Tahini (also tehina) is a paste made from ground, hulled sesame seeds used in North African, Greek, Turkish and Middle Eastern cuisine. (Source: Wikipedia)
Sesame is a great source for iron, but not only. It is also very rich in magnesium, manganese, copper, calcium, vitamin B1, vitamin E, phytic acid, phytosterols and sesamin. Sesame has been used as remedy since ancient times. It’s considered to be anti-oxidant, anti-cancer and has demulcent, emollient and laxative properties. Sesame is efficient in lowering cholesterol levels and the sesamin in it is proven to protect the liver from oxidative damage. Sesame also boosts the immune systeam because it’s a great source for phytosterols. If you’re not allergic to sesame – it should definitely count as a staple food in your kitchen!

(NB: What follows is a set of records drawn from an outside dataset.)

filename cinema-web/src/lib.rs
#![forbid(unsafe_code)]
#[cfg(target_arch = "wasm32")]
use wasm_bindgen::prelude::*;

pub mod api;
pub mod app;
pub mod components;
pub mod dom;
pub mod i18n;
pub mod logger;
pub mod pages;
pub mod paths;
pub mod router;
pub mod storage;

#[cfg(target_arch = "wasm32")]
#[wasm_bindgen(start)]
pub fn start() {
    #[cfg(feature = "console_error_panic_hook")]
    console_error_panic_hook::set_once();
    logger::init(if cfg!(debug_assertions) {
        log::LevelFilter::Debug
    } else {
        log::LevelFilter::Info
    });
    // Sets <html lang> from the saved locale before the first render.
    crate::i18n::set_lang(&crate::i18n::current_lang());
    yew::Renderer::<app::App>::new().render();
}
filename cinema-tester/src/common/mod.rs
pub mod scenario;
pub mod util;

pub use util::{artifacts_dir, capture_artifacts, split_csv};
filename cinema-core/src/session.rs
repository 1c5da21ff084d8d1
//! Signed-in session: the cached profile in key-value storage and a small
//! publish/subscribe hub that tells open views when it changes.

use crate::models::User;
use std::cell::RefCell;
use std::collections::BTreeMap;
use std::rc::{Rc, Weak};
use thiserror::Error;

/// Storage key holding the signed-in profile as JSON.
pub const USER_KEY: &str = "user";
/// Storage key holding the chosen UI language.
pub const LOCALE_KEY: &str = "cinema.locale";

#[derive(Debug, Clone, PartialEq, Eq, Error)]
pub enum StorageError {
    #[error("storage unavailable")]
    Unavailable,
    #[error("storage write failed: {0}")]
    Write(String),
    #[error("could not encode value: {0}")]
    Encode(String),
}

/// String key-value storage. `localStorage` in the browser, a map in tests.
pub trait KeyValueStore {
    fn get(&self, key: &str) -> Option<String>;

    /// # Errors
    /// [`StorageError`] when the backing store rejects the write.
    fn set(&self, key: &str, value: &str) -> Result<(), StorageError>;

    fn remove(&self, key: &str);
}

#[derive(Debug, Default)]
pub struct MemoryStore {
    entries: RefCell<BTreeMap<String, String>>,
}

impl MemoryStore {
    #[must_use]
    pub fn new() -> Self {
        Self::default()
    }

    #[must_use]
    pub fn len(&self) -> usize {
        self.entries.borrow().len()
    }

    #[must_use]
    pub fn is_empty(&self) -> bool {
        self.entries.borrow().is_empty()
    }
}

impl KeyValueStore for MemoryStore {
    fn get(&self, key: &str) -> Option<String> {
        self.entries.borrow().get(key).cloned()
    }

    fn set(&self, key: &str, value: &str) -> Result<(), StorageError> {
        self.entries
            .borrow_mut()
            .insert(key.to_string(), value.to_string());
        Ok(())
    }

    fn remove(&self, key: &str) {
        self.entries.borrow_mut().remove(key);
    }
}

/// What the `user` key currently holds.
#[derive(Debug, Clone, PartialEq, Eq)]
pub enum StoredUser {
    Missing,
    /// Placeholder text or JSON that does not decode to a profile.
    Corrupt,
    Present(User),
}

#[must_use]
pub fn read_user(store: &dyn KeyValueStore) -> StoredUser {
    let Some(raw) = store.get(USER_KEY) else {
        return StoredUser::Missing;
    };
    match raw.trim() {
        "" | "undefined" | "null" => StoredUser::Corrupt,
        text => serde_json::from_str::<User>(text).map_or(StoredUser::Corrupt, StoredUser::Present),
    }
}

/// Drop a corrupt `user` entry. Returns true when something was removed.
pub fn sanitize_user(store: &dyn KeyValueStore) -> bool {
    if read_user(store) == StoredUser::Corrupt {
        store.remove(USER_KEY);
        true
    } else {
        false
    }
}

/// The cached profile, clearing the key when it is corrupt.
#[must_use]
pub fn load_user(store: &dyn KeyValueStore) -> Option<User> {
    match read_user(store) {
        StoredUser::Present(user) => Some(user),
        StoredUser::Corrupt => {
            store.remove(USER_KEY);
            None
        }
        StoredUser::Missing => None,
    }
}

/// # Errors
/// [`StorageError`] when encoding or the write fails.
pub fn save_user(store: &dyn KeyValueStore, user: &User) -> Result<(), StorageError> {
    let json = serde_json::to_string(user).map_err(|e| StorageError::Encode(e.to_string()))?;
    store.set(USER_KEY, &json)
}

/// Update the cached point balance in place, if a profile is stored.
///
/// # Errors
/// [`StorageError`] when the write fails.
pub fn update_points(store: &dyn KeyValueStore, available: i64) -> Result<Option<User>, StorageError> {
    let Some(mut user) = load_user(store) else {
        return Ok(None);
    };
    user.available_points = Some(available);
    save_user(store, &user)?;
    Ok(Some(user))
}

pub fn clear_session(store: &dyn KeyValueStore) {
    store.remove(USER_KEY);
}

#[derive(Debug, Clone, PartialEq, Eq)]
pub enum SessionEvent {
    UserChanged(Option<User>),
    PointsChanged { available: i64 },
}

type Listener = Rc<dyn Fn(&SessionEvent)>;

#[derive(Default)]
struct HubInner {
    next_id: u64,
    listeners: BTreeMap<u64, Listener>,
}

/// Single-threaded event hub for session changes.
#[derive(Clone, Default)]
pub struct SessionHub {
    inner: Rc<RefCell<HubInner>>,
}

impl PartialEq for SessionHub {
    fn eq(&self, other: &Self) -> bool {
        Rc::ptr_eq(&self.inner, &other.inner)
    }
}

impl std::fmt::Debug for SessionHub {
    fn fmt(&self, f: &mut std::fmt::Formatter<'_>) -> std::fmt::Result {
        f.debug_struct("SessionHub")
            .field("listeners", &self.listener_count())
            .finish()
    }
}

impl SessionHub {
    #[must_use]
    pub fn new() -> Self {
        Self::default()
    }

    /// Register `listener` until the returned handle is dropped.
    #[must_use = "dropping the subscription unsubscribes immediately"]
    pub fn subscribe(&self, listener: impl Fn(&SessionEvent) + 'static) -> Subscription {
        let mut inner = self.inner.borrow_mut();
        let id = inner.next_id;
        inner.next_id += 1;
        inner.listeners.insert(id, Rc::new(listener));
        Subscription {
            hub: Rc::downgrade(&self.inner),
            id,
        }
    }

    /// Deliver `event` to every listener registered at the time of the call.
    /// Listeners may subscribe or unsubscribe while being notified.
    pub fn publish(&self, event: &SessionEvent) {
        let listeners: Vec<Listener> = self.inner.borrow().listeners.values().cloned().collect();
        for listener in listeners {
            listener(event);
        }
    }

    #[must_use]
    pub fn listener_count(&self) -> usize {
        self.inner.borrow().listeners.len()
    }
}

/// Unsubscribes on drop.
pub struct Subscription {
    hub: Weak<RefCell<HubInner>>,
    id: u64,
}

impl Drop for Subscription {
    fn drop(&mut self) {
        if let Some(hub) = self.hub.upgrade() {
            hub.borrow_mut().listeners.remove(&self.id);
        }
    }
}

#[cfg(test)]
mod tests {
    use super::*;
    use crate::models::Role;
    use std::cell::Cell;

    fn user() -> User {
        User {
            user_id: 7,
            full_name: "Nguyen Van A".into(),
            email: "a@example.com".into(),
            phone: None,
            roles: vec![Role::Customer],
            membership_tier: None,
            available_points: Some(120),
        }
    }

    #[test]
    fn placeholder_values_are_removed() {
        for raw in ["undefined", "null", "", "{not json"] {
            let store = MemoryStore::new();
            store.set(USER_KEY, raw).expect("set");
            assert!(sanitize_user(&store), "{raw:?} should be removed");
            assert_eq!(store.get(USER_KEY), None);
        }
    }

    #[test]
    fn valid_profile_survives_sanitizing() {
        let store = MemoryStore::new();
        save_user(&store, &user()).expect("save");
        assert!(!sanitize_user(&store));
        assert_eq!(load_user(&store), Some(user()));
        clear_session(&store);
        assert_eq!(read_user(&store), StoredUser::Missing);
    }

    #[test]
    fn points_update_rewrites_profile() {
        let store = MemoryStore::new();
        assert_eq!(update_points(&store, 5).expect("update"), None);
        save_user(&store, &user()).expect("save");
        let updated = update_points(&store, 40).expect("update").expect("user");
        assert_eq!(updated.available_points, Some(40));
        assert_eq!(load_user(&store).and_then(|u| u.available_points), Some(40));
    }

    #[test]
    fn subscriptions_end_on_drop() {
        let hub = SessionHub::new();
        let seen = Rc::new(Cell::new(0));
        let counter = Rc::clone(&seen);
        let sub = hub.subscribe(move |event| {
            if matches!(event, SessionEvent::PointsChanged { .. }) {
                counter.set(counter.get() + 1);
            }
        });
        hub.publish(&SessionEvent::PointsChanged { available: 10 });
        hub.publish(&SessionEvent::UserChanged(None));
        assert_eq!(seen.get(), 1);
        drop(sub);
        assert_eq!(hub.listener_count(), 0);
        hub.publish(&SessionEvent::PointsChanged { available: 3 });
        assert_eq!(seen.get(), 1);
    }

    #[test]
    fn listeners_may_unsubscribe_while_notified() {
        let hub = SessionHub::new();
        let slot: Rc<RefCell<Option<Subscription>>> = Rc::new(RefCell::new(None));
        let inner_slot = Rc::clone(&slot);
        let sub = hub.subscribe(move |_| {
            inner_slot.borrow_mut().take();
        });
        *slot.borrow_mut() = Some(sub);
        hub.publish(&SessionEvent::UserChanged(Some(user())));
        assert_eq!(hub.listener_count(), 0);
    }
}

The spicy green herb tahini I make varies every time. The recipe here is of the one I made recently. Feel free to change the herbs you use, to your taste. The traditional green tahini only contains parsley but I used cilantro as well to enhance the flavor and make it even healthier.
- 1 handful fresh parsley
- 1 handful fresh cilantro (coriander) – optional
- 3 cloves of garlic
- 4 -5 tablespoons of sesame butter (prefer whole organic)
- half a glass of water
- juice from half a lemon
To make the tahini:
Blend herbs and garlic until finely chopped. Add lemon juice, sesame butter and water and blend until you reach a smooth paste consistency. If you think it’s too thick add some more water. If it’s too think (watery) add more sesame butter.